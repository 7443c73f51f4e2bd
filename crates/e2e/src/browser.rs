//! Headless browser session management
//!
//! Each UI test owns its own session, so tests stay isolated from one
//! another. The chromiumoxide handler stream must be driven for the browser
//! to make progress; a spawned task does that for the session's lifetime.

use chromiumoxide::browser::{Browser, BrowserConfig};
use chromiumoxide::Page;
use futures::StreamExt;
use tokio::task::JoinHandle;
use tracing::debug;

use crate::config::HarnessConfig;
use crate::error::{HarnessError, HarnessResult};

pub struct BrowserSession {
    browser: Browser,
    handler_task: JoinHandle<()>,
}

impl BrowserSession {
    /// Launch a browser configured from the harness settings.
    pub async fn launch(config: &HarnessConfig) -> HarnessResult<Self> {
        let mut builder =
            BrowserConfig::builder().window_size(config.viewport_width, config.viewport_height);
        if !config.headless {
            builder = builder.with_head();
        }
        let browser_config = builder.build().map_err(HarnessError::BrowserLaunch)?;

        let (browser, mut handler) = Browser::launch(browser_config).await?;
        let handler_task = tokio::spawn(async move {
            while let Some(event) = handler.next().await {
                if event.is_err() {
                    break;
                }
            }
        });

        debug!("browser session started");
        Ok(Self {
            browser,
            handler_task,
        })
    }

    /// Open a fresh tab.
    pub async fn new_page(&self) -> HarnessResult<Page> {
        Ok(self.browser.new_page("about:blank").await?)
    }

    /// Shut the browser down and stop driving its event stream.
    pub async fn close(mut self) -> HarnessResult<()> {
        self.browser.close().await?;
        self.handler_task.abort();
        debug!("browser session closed");
        Ok(())
    }
}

******************************

_What the task requires_.
Only the lines from the beginning of the entries through the line bearing "use crate::config::HarnessConfig;" should be returned, each exactly as written.

_Expected answer_.
repository 7443c73f51f4e2bd
filename crates/e2e/src/browser.rs
//! Headless browser session management
//!
//! Each UI test owns its own session, so tests stay isolated from one
//! another. The chromiumoxide handler stream must be driven for the browser
//! to make progress; a spawned task does that for the session's lifetime.

use chromiumoxide::browser::{Browser, BrowserConfig};
use chromiumoxide::Page;
use futures::StreamExt;
use tokio::task::JoinHandle;
use tracing::debug;

use crate::config::HarnessConfig;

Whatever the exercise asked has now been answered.